Exercise goal -
Give back every record below, character for character.

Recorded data
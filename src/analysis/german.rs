//! German analyzer used for all natural-language fields and for queries.

use crate::analysis::Analyzer;
use crate::analysis::stop_words::is_stop_word;

/// Default minimum token length in characters. Shorter tokens are dropped.
pub const DEFAULT_MIN_TOKEN_CHARS: usize = 3;

/// Lowercases, folds every non-word character into a separator, splits on
/// whitespace and drops short tokens and German stop-words.
///
/// Word characters are ASCII letters, digits, `_` and the German
/// umlauts `ä`, `ö`, `ü` plus `ß`. Hyphens and all other punctuation
/// separate terms.
#[derive(Debug, Clone)]
pub struct GermanAnalyzer {
    min_token_chars: usize,
}

impl GermanAnalyzer {
    pub fn new() -> Self {
        GermanAnalyzer {
            min_token_chars: DEFAULT_MIN_TOKEN_CHARS,
        }
    }

    /// Set the minimum token length (in characters) a term must reach.
    pub fn with_min_token_chars(mut self, min_token_chars: usize) -> Self {
        self.min_token_chars = min_token_chars;
        self
    }

    pub fn min_token_chars(&self) -> usize {
        self.min_token_chars
    }

    fn keep(&self, token: &str) -> bool {
        token.chars().count() >= self.min_token_chars && !is_stop_word(token)
    }
}

impl Default for GermanAnalyzer {
    fn default() -> Self {
        Self::new()
    }
}

/// Returns true if `c` survives separator folding.
pub(crate) fn is_word_char(c: char) -> bool {
    c.is_ascii_alphanumeric() || matches!(c, '_' | 'ä' | 'ö' | 'ü' | 'ß')
}

/// Lowercase `text` and replace every non-word, non-whitespace character
/// with a single space.
pub(crate) fn normalize(text: &str) -> String {
    text.to_lowercase()
        .chars()
        .map(|c| if is_word_char(c) || c.is_whitespace() { c } else { ' ' })
        .collect()
}

impl Analyzer for GermanAnalyzer {
    fn analyze(&self, text: &str) -> Vec<String> {
        normalize(text)
            .split_whitespace()
            .filter(|token| self.keep(token))
            .map(str::to_string)
            .collect()
    }

    fn name(&self) -> &'static str {
        "german"
    }
}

Exercise solution -
filename src/analysis/german.rs
//! German analyzer used for all natural-language fields and for queries.

use crate::analysis::Analyzer;
use crate::analysis::stop_words::is_stop_word;

/// Default minimum token length in characters. Shorter tokens are dropped.
pub const DEFAULT_MIN_TOKEN_CHARS: usize = 3;

/// Lowercases, folds every non-word character into a separator, splits on
/// whitespace and drops short tokens and German stop-words.
///
/// Word characters are ASCII letters, digits, `_` and the German
/// umlauts `ä`, `ö`, `ü` plus `ß`. Hyphens and all other punctuation
/// separate terms.
#[derive(Debug, Clone)]
pub struct GermanAnalyzer {
    min_token_chars: usize,
}

impl GermanAnalyzer {
    pub fn new() -> Self {
        GermanAnalyzer {
            min_token_chars: DEFAULT_MIN_TOKEN_CHARS,
        }
    }

    /// Set the minimum token length (in characters) a term must reach.
    pub fn with_min_token_chars(mut self, min_token_chars: usize) -> Self {
        self.min_token_chars = min_token_chars;
        self
    }

    pub fn min_token_chars(&self) -> usize {
        self.min_token_chars
    }

    fn keep(&self, token: &str) -> bool {
        token.chars().count() >= self.min_token_chars && !is_stop_word(token)
    }
}

impl Default for GermanAnalyzer {
    fn default() -> Self {
        Self::new()
    }
}

/// Returns true if `c` survives separator folding.
pub(crate) fn is_word_char(c: char) -> bool {
    c.is_ascii_alphanumeric() || matches!(c, '_' | 'ä' | 'ö' | 'ü' | 'ß')
}

/// Lowercase `text` and replace every non-word, non-whitespace character
/// with a single space.
pub(crate) fn normalize(text: &str) -> String {
    text.to_lowercase()
        .chars()
        .map(|c| if is_word_char(c) || c.is_whitespace() { c } else { ' ' })
        .collect()
}

impl Analyzer for GermanAnalyzer {
    fn analyze(&self, text: &str) -> Vec<String> {
        normalize(text)
            .split_whitespace()
            .filter(|token| self.keep(token))
            .map(str::to_string)
            .collect()
    }

    fn name(&self) -> &'static str {
        "german"
    }
}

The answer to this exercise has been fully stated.